La préoccupation pédantesque de l'idée du comique a lourdement égaré la plupart des critiques allemands dans leur appréciation du caractère de Tartuffe; mais on a très finement apprécié en Allemagne celui d'Orgon. M. Otto Marckwaldt, longuement cité et souvent combattu dans le grand ouvrage de N. Humbert, admire sans réserve la vérité parfaite du personnage et fait à son sujet deux jolies remarques, que je crois assez neuves.
Il note dans les plus minces détails du rôle d'Orgon, jusque dans son vocabulaire et sa phraséologie, la puissante influence de Tartuffe sur cet esprit faible. Quand Cléante demande au père de Marianne quels sont ses desseins relativement à la démarche de l'amoureux Valère, il répond en vrai petit Tartuffe qui profite des leçons de son maître:
... De faire
Ce que le ciel voudra.
Plus loin il dit à sa fille, qu'il veut donner pour femme à Tartuffe:
Mortifiez vos sens avec ce mariage.
Orgon, écrit encore M. Marckwaldt, est un de ces hommes chez lesquels le début de force et d'intelligence se traduit par des exagérations perpétuelles, par un manque complet de mesure; ils sont toujours dans les extrêmes. L'opposition qu'on fait à leurs idées ne sert qu'à les y entêter davantage. L'expérience les contraint-elle à changer d'avis, ils ne font que changer d'exagération; ils ne mettent aucun ménagement, aucune retenue dans leur ardeur à maudire ce qu'ils avaient élevé jusqu'au ciel.
Le ridicule des Femmes savantes est trop contemporain et trop local pour intéresser la postérité et le monde autrement qu'à titre de curiosité littéraire; vrai sans doute à l'époque où Molière vivait, il nous paraît outré aujourd'hui; mais Chrysale est de tous les temps. Molière, qui force quelquefois les traits de ses tableaux, n'a pas de peinture plus fine.
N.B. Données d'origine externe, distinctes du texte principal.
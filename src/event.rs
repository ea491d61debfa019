//! Triggering event and repository validation
//!
//! The labeler only acts on pull request events for a well-formed
//! `owner/repository` slug. Anything else is a silent no-op.

use std::fmt;

/// Events that carry a pull request to label
const PULL_REQUEST_EVENTS: [&str; 2] = ["pull_request", "pull_request_target"];

/// Check if the event name is a pull request event (case-insensitive)
#[must_use]
pub fn is_pull_request_event(event_name: &str) -> bool {
    PULL_REQUEST_EVENTS.iter().any(|e| e.eq_ignore_ascii_case(event_name))
}

/// A repository identified by owner and name
#[derive(Debug, Clone, PartialEq, Eq)]
pub struct RepoSlug {
    /// Account or organisation owning the repository
    pub owner: String,
    /// Repository name
    pub name: String,
}

impl RepoSlug {
    /// Parse an `owner/repository` string
    ///
    /// Returns `None` unless there are exactly two non-empty parts.
    #[must_use]
    pub fn parse(s: &str) -> Option<Self> {
        let mut parts = s.split('/');
        match (parts.next(), parts.next(), parts.next()) {
            (Some(owner), Some(name), None) if !owner.is_empty() && !name.is_empty() => {
                Some(Self {
                    owner: owner.to_string(),
                    name: name.to_string(),
                })
            },
            _ => None,
        }
    }
}

impl fmt::Display for RepoSlug {
    fn fmt(&self, f: &mut fmt::Formatter<'_>) -> fmt::Result {
        write!(f, "{}/{}", self.owner, self.name)
    }
}

/// Parse a pull request number
pub fn parse_pr_number(s: &str) -> anyhow::Result<u64> {
    let number: u64 = s
        .trim()
        .parse()
        .map_err(|e| anyhow::anyhow!("invalid pull request number '{s}': {e}"))?;
    if number == 0 {
        anyhow::bail!("invalid pull request number '{s}': must be positive");
    }
    Ok(number)
}
//! pr-size-labeler - label pull requests by size
//!
//! Runs as a CI step on pull request events: counts the changed files and
//! lines, picks the matching size tier and converges the pull request's
//! size labels onto it.

// Deny all clippy warnings in this crate
#![deny(
    clippy::all,
    clippy::pedantic,
    clippy::nursery,
    missing_docs,
    missing_debug_implementations,
    missing_copy_implementations,
    trivial_casts,
    trivial_numeric_casts,
    unsafe_code,
    unused_import_braces,
    unused_qualifications
)]
// Allow some pedantic lints that are too noisy or not applicable
#![allow(
    clippy::module_name_repetitions,
    clippy::missing_errors_doc,
    clippy::cargo_common_metadata
)]

mod cli;
mod commands;

/// Main entry point for the pr-size-labeler CLI
#[tokio::main]
async fn main() {
    if let Err(e) = cli::run().await {
        eprintln!("Error: {e:#}");
        std::process::exit(1);
    }
}
//! Labeler configuration
//!
//! The configuration lives in the repository being labelled, by default at
//! `.github/pull-request-size.yml`. YAML is the native format; files with a
//! `.toml` extension are read as TOML with the same keys.
//!
//! ```yaml
//! exclude_files:
//!   - "*.lock"
//!   - "vendor/*"
//! added_lines_only: false
//! label_configs:
//!   - size: xs
//!     files: 1
//!     diff: 10
//!     labels: ["size/xs"]
//!   - size: s
//!     files: 10
//!     diff: 100
//!     labels: ["size/s"]
//! ```

use std::collections::HashSet;
use std::fs;
use std::path::{Path, PathBuf};

use serde::{Deserialize, Serialize};
use thiserror::Error;

use crate::core::models::{Dimension, SizeTier};
use crate::core::services::{ExclusionSet, SizingPolicy};

/// Path used when no configuration file is given
pub const DEFAULT_CONFIG_PATH: &str = ".github/pull-request-size.yml";

/// Errors that can occur while loading a configuration file
#[derive(Debug, Error)]
pub enum ConfigError {
    /// File could not be read
    #[error("cannot read {}: {source}", path.display())]
    Read {
        /// Path that was read
        path: PathBuf,
        /// Underlying I/O error
        source: std::io::Error,
    },

    /// YAML document could not be deserialized
    #[error("invalid YAML: {0}")]
    Yaml(#[from] serde_yaml::Error),

    /// TOML document could not be deserialized
    #[error("invalid TOML: {0}")]
    Toml(#[from] toml::de::Error),

    /// Document parsed but describes an unusable tier table
    #[error("invalid configuration: {0}")]
    Invalid(String),
}

/// Sizing configuration for a repository
#[derive(Debug, Clone, Default, PartialEq, Eq, Serialize, Deserialize)]
pub struct LabelerConfig {
    /// Glob patterns of files left out of the size
    #[serde(default)]
    pub exclude_files: Vec<String>,

    /// Ranked size tiers, smallest first
    #[serde(default)]
    pub label_configs: Vec<SizeTier>,

    /// Count only inserted lines and skip removed files
    #[serde(default)]
    pub added_lines_only: bool,
}

/// Resolve the configuration path, falling back to [`DEFAULT_CONFIG_PATH`]
#[must_use]
pub fn config_path(provided: Option<&str>) -> PathBuf {
    match provided {
        Some(path) if !path.trim().is_empty() => PathBuf::from(path),
        _ => PathBuf::from(DEFAULT_CONFIG_PATH),
    }
}

impl LabelerConfig {
    /// Load and validate a configuration file
    pub fn load(path: &Path) -> Result<Self, ConfigError> {
        let content = fs::read_to_string(path).map_err(|source| ConfigError::Read {
            path: path.to_path_buf(),
            source,
        })?;

        let is_toml = path.extension().is_some_and(|ext| ext.eq_ignore_ascii_case("toml"));
        let config = if is_toml { Self::from_toml(&content)? } else { Self::from_yaml(&content)? };

        config.validate()?;
        log::debug!(
            "Loaded {} tier(s) and {} exclude pattern(s) from {}",
            config.label_configs.len(),
            config.exclude_files.len(),
            path.display()
        );
        Ok(config)
    }

    /// Parse a YAML document without validating it
    pub fn from_yaml(content: &str) -> Result<Self, ConfigError> {
        Ok(serde_yaml::from_str(content)?)
    }

    /// Parse a TOML document without validating it
    pub fn from_toml(content: &str) -> Result<Self, ConfigError> {
        Ok(toml::from_str(content)?)
    }

    /// Check the tier table is usable
    ///
    /// The table must be non-empty, every tier needs a unique name and at
    /// least one label, and thresholds may not decrease from one tier to
    /// the next in either dimension.
    pub fn validate(&self) -> Result<(), ConfigError> {
        if self.label_configs.is_empty() {
            return Err(ConfigError::Invalid("label_configs must contain at least one tier".into()));
        }

        let mut seen = HashSet::new();
        for tier in &self.label_configs {
            if tier.name.trim().is_empty() {
                return Err(ConfigError::Invalid("every tier needs a size name".into()));
            }
            if tier.labels.is_empty() {
                return Err(ConfigError::Invalid(format!("tier '{}' has no labels", tier.name)));
            }
            if !seen.insert(tier.name.as_str()) {
                return Err(ConfigError::Invalid(format!("tier '{}' is defined twice", tier.name)));
            }
        }

        for pair in self.label_configs.windows(2) {
            let (lower, upper) = (&pair[0], &pair[1]);
            for dimension in [Dimension::Files, Dimension::Lines] {
                if upper.threshold(dimension) < lower.threshold(dimension) {
                    return Err(ConfigError::Invalid(format!(
                        "{dimension} threshold of tier '{}' ({}) is below that of '{}' ({})",
                        upper.name,
                        upper.threshold(dimension),
                        lower.name,
                        lower.threshold(dimension)
                    )));
                }
            }
        }

        Ok(())
    }

    /// Sizing policy derived from this configuration
    #[must_use]
    pub fn policy(&self) -> SizingPolicy<'_> {
        SizingPolicy {
            tiers: &self.label_configs,
            exclusions: ExclusionSet::new(&self.exclude_files),
            added_lines_only: self.added_lines_only,
        }
    }
}
//! Aggregator service - turns a change-set into file and line counts

use crate::core::models::{AggregatedCounts, ChangeRecord, FileStatus};

use super::matcher::ExclusionSet;

/// Count the files and lines of a change-set that contribute to its size
///
/// A record is skipped entirely when it is excluded, or when
/// `added_lines_only` is set and the file was removed. Every other record
/// adds one file and either its additions (`added_lines_only`) or its
/// total changes. The result does not depend on the order of `changes`.
#[must_use]
pub fn aggregate(
    changes: &[ChangeRecord],
    exclusions: &ExclusionSet,
    added_lines_only: bool,
) -> AggregatedCounts {
    changes
        .iter()
        .filter(|change| !(added_lines_only && change.status == FileStatus::Removed))
        .filter(|change| {
            let excluded = exclusions.is_excluded(&change.path);
            if excluded {
                log::debug!("Excluding {} file {} from size", change.status, change.path);
            }
            !excluded
        })
        .fold(AggregatedCounts::default(), |mut counts, change| {
            counts.files += 1;
            counts.lines = counts.lines.saturating_add(change.counted_lines(added_lines_only));
            counts
        })
}
//! Command implementations

mod check_config;
mod label;

pub use check_config::check_config;
pub use label::label;
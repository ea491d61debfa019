//! Change record model
//!
//! A change record is one entry of a pull request's changed-file list,
//! as reported by the hosting platform.

use serde::{Deserialize, Serialize};

/// How a file was changed by the pull request
#[derive(Debug, Clone, Copy, PartialEq, Eq, Default, Serialize, Deserialize)]
#[serde(rename_all = "lowercase")]
pub enum FileStatus {
    /// File was created
    Added,
    /// File content was edited
    #[default]
    Modified,
    /// File was deleted
    Removed,
    /// File was moved (possibly with edits)
    Renamed,
    /// File was copied from another path
    Copied,
    /// File mode or metadata changed
    Changed,
    /// File is listed but carries no changes
    Unchanged,
    /// Status not known to this crate
    #[serde(other)]
    Unknown,
}

impl std::fmt::Display for FileStatus {
    fn fmt(&self, f: &mut std::fmt::Formatter<'_>) -> std::fmt::Result {
        let s = match self {
            Self::Added => "added",
            Self::Modified => "modified",
            Self::Removed => "removed",
            Self::Renamed => "renamed",
            Self::Copied => "copied",
            Self::Changed => "changed",
            Self::Unchanged => "unchanged",
            Self::Unknown => "unknown",
        };
        f.write_str(s)
    }
}

/// A single changed file in a pull request
#[derive(Debug, Clone, PartialEq, Eq, Serialize, Deserialize)]
pub struct ChangeRecord {
    /// Repository-relative path of the file
    pub path: String,

    /// How the file was changed
    pub status: FileStatus,

    /// Number of inserted lines
    pub additions: u64,

    /// Inserted plus deleted lines
    pub changes: u64,
}

impl ChangeRecord {
    /// Create a new change record
    #[must_use]
    pub fn new(path: impl Into<String>, status: FileStatus, additions: u64, changes: u64) -> Self {
        Self {
            path: path.into(),
            status,
            additions,
            changes,
        }
    }

    /// Number of lines this record contributes under the given accounting mode
    #[must_use]
    pub const fn counted_lines(&self, added_lines_only: bool) -> u64 {
        if added_lines_only { self.additions } else { self.changes }
    }
}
Chrysale est faible comme Orgon, mais d'une autre manière; c'est la faiblesse du caractère, après celle de l'esprit: nuance délicate très habilement saisie et rendue par le poète. Ni l'un ni l'autre n'est une abstraction personnifiée; ce sont deux tempéraments, deux originaux, deux hommes.
On voit que ce qui distingue les personnages de Molière, ce n'est pas seulement la netteté logique de la conception rationnelle, c'est aussi la vie et la variété de la nature.
Je reconnais d'ailleurs que ni lui ni aucun poète ne saurait être égalé à Shakespeare pour le nombre et la diversité des figures individuelles. Mais, s'il n'a pas créé une aussi grande profusion de types de toutes sortes, il a du moins parcouru d'un bout à l'autre l'échelle morale et dramatique, du règne de la matière à celui de l'esprit et de Sganarelle à Alceste, comme Shakespeare et Cervantes l'ont parcourue de Falstaff à Hamlet, de Sancho Pança à Don Quichotte, et c'est par là qu'il est grand comme eux. «On montre sa grandeur, a dit Pascal, non en étant à une seule extrémité, mais en touchant les deux extrémités à la fois.»